> [TASK ITEM] Pull every line holding the word "completed" out of the data and copy it.
*** RECORDS PROVIDED Section Begins ***
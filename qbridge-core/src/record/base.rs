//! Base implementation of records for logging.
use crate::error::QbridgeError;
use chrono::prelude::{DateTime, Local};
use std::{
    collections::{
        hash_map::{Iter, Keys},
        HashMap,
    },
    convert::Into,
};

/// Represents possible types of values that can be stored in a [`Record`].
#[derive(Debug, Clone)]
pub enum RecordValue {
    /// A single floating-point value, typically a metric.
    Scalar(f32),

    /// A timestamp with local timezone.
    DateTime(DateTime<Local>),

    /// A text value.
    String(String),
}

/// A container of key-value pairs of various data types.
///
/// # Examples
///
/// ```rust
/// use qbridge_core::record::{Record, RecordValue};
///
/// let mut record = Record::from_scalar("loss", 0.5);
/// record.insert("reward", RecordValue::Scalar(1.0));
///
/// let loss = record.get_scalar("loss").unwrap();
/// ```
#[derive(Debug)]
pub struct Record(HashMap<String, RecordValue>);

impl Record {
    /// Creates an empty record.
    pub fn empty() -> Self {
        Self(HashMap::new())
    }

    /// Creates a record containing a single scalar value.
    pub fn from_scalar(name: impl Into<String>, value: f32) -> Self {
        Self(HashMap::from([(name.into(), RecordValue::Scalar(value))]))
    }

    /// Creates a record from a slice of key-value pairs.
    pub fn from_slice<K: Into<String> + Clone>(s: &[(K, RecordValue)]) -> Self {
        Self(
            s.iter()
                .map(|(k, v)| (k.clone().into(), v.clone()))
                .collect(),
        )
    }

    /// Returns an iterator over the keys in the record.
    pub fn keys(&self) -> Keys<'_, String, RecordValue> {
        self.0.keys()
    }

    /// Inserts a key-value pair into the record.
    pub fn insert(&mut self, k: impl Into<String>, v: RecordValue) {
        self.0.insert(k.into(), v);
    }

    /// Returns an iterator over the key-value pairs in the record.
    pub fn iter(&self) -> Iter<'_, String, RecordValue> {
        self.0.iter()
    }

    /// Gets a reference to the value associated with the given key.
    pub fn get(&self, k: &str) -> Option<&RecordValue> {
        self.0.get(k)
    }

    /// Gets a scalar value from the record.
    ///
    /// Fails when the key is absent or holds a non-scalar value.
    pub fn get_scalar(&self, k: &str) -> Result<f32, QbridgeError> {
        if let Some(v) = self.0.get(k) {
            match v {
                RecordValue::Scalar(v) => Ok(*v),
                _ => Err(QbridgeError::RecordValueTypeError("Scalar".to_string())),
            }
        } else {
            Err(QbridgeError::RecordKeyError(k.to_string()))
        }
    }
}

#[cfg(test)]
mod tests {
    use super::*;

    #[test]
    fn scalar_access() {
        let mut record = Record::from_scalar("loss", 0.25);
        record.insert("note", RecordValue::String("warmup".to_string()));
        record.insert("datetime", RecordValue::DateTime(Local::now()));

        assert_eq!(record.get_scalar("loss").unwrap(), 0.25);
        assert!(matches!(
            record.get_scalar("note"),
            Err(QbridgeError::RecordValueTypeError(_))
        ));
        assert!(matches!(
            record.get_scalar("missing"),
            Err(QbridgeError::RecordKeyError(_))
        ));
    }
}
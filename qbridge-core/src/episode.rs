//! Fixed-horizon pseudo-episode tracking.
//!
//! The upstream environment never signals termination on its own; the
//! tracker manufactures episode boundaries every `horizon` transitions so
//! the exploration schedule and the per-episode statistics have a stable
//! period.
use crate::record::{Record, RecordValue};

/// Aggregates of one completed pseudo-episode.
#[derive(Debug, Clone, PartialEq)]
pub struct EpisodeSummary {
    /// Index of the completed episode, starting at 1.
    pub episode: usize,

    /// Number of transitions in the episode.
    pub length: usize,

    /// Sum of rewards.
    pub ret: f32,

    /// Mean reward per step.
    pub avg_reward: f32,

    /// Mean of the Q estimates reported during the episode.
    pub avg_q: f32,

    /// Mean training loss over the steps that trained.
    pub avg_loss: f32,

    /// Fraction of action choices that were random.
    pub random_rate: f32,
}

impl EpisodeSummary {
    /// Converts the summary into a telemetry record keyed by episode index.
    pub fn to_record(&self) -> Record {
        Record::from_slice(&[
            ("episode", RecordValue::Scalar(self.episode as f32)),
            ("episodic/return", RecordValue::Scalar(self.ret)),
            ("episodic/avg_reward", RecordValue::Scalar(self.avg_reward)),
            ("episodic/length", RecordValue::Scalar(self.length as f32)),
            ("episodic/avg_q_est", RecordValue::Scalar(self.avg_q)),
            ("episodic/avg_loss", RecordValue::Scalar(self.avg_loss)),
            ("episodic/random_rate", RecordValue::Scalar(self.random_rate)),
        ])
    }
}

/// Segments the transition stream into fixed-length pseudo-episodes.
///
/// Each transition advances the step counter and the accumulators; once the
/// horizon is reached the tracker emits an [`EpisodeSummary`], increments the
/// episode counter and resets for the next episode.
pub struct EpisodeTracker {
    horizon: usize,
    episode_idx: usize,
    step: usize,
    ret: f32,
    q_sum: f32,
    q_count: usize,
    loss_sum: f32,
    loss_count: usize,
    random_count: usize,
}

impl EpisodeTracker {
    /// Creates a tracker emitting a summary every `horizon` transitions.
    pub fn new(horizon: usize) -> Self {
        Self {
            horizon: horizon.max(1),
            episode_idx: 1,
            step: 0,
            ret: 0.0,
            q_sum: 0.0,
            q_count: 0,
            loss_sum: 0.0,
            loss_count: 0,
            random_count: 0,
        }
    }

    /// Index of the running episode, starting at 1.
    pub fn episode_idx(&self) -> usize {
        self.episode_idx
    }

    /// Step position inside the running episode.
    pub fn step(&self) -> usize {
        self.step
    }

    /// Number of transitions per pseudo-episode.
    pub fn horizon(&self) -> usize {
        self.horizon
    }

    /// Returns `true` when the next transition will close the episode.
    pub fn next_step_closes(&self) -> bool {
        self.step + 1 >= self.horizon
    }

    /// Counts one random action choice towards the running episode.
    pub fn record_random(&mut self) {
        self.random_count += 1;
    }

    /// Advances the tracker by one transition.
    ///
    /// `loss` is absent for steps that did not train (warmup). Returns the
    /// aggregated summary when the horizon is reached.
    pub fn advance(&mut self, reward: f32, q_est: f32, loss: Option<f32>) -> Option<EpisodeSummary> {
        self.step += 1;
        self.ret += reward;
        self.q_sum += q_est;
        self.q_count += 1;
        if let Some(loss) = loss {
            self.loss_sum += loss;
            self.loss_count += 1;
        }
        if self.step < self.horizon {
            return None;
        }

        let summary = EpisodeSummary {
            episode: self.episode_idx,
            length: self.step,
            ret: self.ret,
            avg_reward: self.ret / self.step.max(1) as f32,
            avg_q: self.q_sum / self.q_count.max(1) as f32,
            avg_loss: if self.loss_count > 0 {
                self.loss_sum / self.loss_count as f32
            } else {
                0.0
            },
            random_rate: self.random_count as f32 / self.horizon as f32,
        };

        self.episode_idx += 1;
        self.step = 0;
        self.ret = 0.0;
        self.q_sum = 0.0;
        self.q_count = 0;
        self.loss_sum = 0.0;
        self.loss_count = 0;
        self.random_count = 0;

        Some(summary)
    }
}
*** RECORDS PROVIDED Section Ends ***
*** RECORDS PROVIDED Section Begins ***
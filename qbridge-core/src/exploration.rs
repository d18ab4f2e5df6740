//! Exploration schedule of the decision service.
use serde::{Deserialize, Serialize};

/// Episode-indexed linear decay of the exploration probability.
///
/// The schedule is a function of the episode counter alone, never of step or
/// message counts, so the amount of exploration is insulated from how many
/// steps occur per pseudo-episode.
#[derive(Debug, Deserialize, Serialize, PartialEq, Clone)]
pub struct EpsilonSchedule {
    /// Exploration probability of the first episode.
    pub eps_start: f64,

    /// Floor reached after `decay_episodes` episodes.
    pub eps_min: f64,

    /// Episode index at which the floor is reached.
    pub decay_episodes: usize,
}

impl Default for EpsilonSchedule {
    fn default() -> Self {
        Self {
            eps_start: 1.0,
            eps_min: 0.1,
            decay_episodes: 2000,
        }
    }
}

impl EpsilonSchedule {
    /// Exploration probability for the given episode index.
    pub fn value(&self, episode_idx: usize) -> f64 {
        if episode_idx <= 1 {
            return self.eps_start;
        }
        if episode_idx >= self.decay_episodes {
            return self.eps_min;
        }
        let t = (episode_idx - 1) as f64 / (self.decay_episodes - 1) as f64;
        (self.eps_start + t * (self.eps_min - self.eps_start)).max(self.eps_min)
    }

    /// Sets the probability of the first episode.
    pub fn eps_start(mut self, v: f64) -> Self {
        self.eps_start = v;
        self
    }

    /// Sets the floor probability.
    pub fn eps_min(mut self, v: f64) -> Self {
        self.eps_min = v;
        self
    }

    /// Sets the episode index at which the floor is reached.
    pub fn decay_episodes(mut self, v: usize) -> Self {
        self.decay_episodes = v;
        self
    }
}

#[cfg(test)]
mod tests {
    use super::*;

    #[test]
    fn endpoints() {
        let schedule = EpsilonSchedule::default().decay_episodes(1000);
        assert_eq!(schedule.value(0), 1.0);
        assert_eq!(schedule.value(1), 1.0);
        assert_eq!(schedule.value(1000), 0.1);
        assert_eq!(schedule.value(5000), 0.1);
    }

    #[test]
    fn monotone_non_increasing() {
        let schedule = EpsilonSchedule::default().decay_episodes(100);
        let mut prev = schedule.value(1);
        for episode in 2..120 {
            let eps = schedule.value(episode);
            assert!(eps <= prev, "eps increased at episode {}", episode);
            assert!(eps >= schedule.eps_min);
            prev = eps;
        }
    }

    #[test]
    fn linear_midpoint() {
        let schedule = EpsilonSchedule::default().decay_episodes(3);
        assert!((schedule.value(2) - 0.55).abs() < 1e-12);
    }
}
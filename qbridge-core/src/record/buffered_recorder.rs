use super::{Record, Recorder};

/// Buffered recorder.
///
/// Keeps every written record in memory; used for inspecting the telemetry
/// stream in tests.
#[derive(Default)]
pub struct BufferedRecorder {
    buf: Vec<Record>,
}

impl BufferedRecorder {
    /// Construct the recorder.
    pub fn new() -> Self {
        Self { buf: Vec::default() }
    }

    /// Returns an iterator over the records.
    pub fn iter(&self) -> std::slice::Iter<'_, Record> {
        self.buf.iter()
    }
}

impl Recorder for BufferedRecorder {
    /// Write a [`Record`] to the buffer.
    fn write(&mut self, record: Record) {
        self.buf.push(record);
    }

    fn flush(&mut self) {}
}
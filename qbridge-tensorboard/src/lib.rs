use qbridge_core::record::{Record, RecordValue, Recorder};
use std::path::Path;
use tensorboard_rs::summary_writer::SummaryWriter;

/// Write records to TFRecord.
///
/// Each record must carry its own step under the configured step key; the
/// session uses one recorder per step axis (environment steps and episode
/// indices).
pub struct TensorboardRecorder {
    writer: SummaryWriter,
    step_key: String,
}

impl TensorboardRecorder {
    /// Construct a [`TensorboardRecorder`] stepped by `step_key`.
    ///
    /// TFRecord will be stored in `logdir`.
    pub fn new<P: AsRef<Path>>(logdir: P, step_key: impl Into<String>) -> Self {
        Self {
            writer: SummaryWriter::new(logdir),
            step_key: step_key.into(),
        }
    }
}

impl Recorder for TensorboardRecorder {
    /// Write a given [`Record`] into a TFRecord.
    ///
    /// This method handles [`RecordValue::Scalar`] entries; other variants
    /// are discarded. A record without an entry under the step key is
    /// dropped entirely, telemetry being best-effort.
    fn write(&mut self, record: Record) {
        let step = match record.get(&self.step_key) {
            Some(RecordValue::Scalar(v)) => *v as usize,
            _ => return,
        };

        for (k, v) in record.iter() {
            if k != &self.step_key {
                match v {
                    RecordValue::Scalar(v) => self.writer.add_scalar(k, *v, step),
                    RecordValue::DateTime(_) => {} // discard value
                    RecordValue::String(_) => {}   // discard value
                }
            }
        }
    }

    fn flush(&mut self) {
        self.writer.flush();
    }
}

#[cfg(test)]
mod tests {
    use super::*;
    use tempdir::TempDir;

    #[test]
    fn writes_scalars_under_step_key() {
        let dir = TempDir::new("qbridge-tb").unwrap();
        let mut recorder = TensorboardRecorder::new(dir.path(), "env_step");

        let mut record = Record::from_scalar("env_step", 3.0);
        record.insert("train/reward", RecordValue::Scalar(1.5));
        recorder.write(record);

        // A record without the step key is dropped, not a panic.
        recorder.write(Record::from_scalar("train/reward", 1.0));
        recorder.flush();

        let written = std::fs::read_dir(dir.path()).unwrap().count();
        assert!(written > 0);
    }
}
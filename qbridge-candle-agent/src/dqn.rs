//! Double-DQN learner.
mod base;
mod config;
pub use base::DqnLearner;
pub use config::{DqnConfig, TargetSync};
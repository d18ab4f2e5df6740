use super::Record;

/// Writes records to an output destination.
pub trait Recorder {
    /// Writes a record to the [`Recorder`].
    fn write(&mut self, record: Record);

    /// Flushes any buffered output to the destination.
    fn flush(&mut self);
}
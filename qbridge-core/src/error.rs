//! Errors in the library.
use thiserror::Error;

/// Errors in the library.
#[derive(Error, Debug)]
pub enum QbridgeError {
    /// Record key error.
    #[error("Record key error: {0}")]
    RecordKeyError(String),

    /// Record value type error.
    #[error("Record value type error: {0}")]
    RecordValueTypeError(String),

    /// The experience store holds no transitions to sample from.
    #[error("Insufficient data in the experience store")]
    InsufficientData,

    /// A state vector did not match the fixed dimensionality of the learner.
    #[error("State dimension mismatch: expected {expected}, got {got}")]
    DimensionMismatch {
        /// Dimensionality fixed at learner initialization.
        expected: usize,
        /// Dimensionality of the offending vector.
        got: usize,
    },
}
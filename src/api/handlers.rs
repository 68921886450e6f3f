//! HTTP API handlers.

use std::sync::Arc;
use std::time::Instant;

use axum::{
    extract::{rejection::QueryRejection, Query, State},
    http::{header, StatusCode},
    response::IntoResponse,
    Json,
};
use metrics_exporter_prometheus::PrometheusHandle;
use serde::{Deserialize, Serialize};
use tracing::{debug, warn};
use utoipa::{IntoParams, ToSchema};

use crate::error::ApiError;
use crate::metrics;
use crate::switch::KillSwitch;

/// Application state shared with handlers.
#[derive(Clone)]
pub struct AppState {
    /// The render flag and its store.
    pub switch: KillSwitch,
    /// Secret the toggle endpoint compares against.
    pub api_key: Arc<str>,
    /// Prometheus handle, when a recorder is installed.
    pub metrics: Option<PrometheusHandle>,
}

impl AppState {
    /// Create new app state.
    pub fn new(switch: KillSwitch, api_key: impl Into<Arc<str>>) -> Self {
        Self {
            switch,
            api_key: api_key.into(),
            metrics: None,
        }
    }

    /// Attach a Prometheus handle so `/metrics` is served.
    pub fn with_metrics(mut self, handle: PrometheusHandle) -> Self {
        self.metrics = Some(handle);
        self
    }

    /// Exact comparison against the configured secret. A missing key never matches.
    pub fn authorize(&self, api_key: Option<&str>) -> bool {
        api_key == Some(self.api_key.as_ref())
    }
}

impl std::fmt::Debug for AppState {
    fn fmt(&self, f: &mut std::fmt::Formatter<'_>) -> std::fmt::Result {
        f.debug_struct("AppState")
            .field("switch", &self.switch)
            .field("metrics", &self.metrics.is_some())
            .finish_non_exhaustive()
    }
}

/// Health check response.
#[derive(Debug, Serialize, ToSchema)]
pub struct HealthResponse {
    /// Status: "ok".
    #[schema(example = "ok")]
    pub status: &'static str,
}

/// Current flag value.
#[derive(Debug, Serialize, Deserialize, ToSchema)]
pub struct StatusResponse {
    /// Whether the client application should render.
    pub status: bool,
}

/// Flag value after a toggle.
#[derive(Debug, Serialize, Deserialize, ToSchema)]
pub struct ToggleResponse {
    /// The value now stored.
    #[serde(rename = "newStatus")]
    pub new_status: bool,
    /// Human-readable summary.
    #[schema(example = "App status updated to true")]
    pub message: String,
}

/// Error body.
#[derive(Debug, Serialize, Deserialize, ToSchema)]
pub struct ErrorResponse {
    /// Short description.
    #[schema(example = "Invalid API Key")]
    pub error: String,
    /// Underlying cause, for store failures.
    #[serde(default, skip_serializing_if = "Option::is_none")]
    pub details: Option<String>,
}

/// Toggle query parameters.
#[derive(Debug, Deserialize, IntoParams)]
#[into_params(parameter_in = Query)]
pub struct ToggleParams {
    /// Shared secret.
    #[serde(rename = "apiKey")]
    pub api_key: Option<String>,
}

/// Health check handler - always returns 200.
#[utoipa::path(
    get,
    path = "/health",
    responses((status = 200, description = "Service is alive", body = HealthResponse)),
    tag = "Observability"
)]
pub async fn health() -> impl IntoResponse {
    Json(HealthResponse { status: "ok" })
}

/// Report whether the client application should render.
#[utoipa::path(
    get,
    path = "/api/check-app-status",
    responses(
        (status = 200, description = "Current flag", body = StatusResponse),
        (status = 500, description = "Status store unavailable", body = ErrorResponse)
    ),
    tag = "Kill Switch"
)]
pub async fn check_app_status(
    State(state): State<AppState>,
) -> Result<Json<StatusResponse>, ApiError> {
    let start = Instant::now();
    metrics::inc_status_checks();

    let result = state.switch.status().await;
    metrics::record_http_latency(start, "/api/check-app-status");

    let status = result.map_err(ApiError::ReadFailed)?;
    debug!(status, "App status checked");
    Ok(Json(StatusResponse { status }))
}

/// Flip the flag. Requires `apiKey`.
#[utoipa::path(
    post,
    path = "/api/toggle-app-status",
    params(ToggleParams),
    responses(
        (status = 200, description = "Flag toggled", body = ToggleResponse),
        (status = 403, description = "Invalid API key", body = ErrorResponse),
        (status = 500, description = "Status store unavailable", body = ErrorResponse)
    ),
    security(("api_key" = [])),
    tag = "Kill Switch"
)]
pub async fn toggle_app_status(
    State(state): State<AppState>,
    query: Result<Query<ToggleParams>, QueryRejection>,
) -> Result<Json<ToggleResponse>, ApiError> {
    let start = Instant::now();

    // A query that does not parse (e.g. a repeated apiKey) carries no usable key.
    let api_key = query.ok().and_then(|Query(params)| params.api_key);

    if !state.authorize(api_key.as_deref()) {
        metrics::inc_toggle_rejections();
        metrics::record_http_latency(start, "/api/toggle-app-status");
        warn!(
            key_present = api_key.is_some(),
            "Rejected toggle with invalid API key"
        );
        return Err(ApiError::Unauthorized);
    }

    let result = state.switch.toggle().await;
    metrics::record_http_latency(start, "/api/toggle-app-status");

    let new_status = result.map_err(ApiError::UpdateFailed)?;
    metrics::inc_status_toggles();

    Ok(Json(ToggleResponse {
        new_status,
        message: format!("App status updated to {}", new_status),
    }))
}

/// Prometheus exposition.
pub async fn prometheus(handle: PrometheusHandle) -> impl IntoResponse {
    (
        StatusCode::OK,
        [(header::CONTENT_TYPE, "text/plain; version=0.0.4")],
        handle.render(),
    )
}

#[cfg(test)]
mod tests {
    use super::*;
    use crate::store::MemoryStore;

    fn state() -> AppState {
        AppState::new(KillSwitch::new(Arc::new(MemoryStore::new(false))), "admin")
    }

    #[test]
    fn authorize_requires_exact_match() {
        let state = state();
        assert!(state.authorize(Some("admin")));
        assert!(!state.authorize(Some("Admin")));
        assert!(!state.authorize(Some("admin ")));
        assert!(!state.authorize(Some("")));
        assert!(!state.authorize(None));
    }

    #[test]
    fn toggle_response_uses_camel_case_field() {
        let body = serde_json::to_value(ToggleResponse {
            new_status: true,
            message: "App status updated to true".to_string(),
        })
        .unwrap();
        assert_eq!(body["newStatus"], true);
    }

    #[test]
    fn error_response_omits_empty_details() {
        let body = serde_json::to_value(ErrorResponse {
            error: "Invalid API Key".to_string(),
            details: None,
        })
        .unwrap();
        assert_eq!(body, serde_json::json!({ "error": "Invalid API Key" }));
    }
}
*** RECORDS PROVIDED Section Ends ***
> [RESPONSE BOX]
/// Aggregates of one completed pseudo-episode.
    /// Index of the completed episode, starting at 1.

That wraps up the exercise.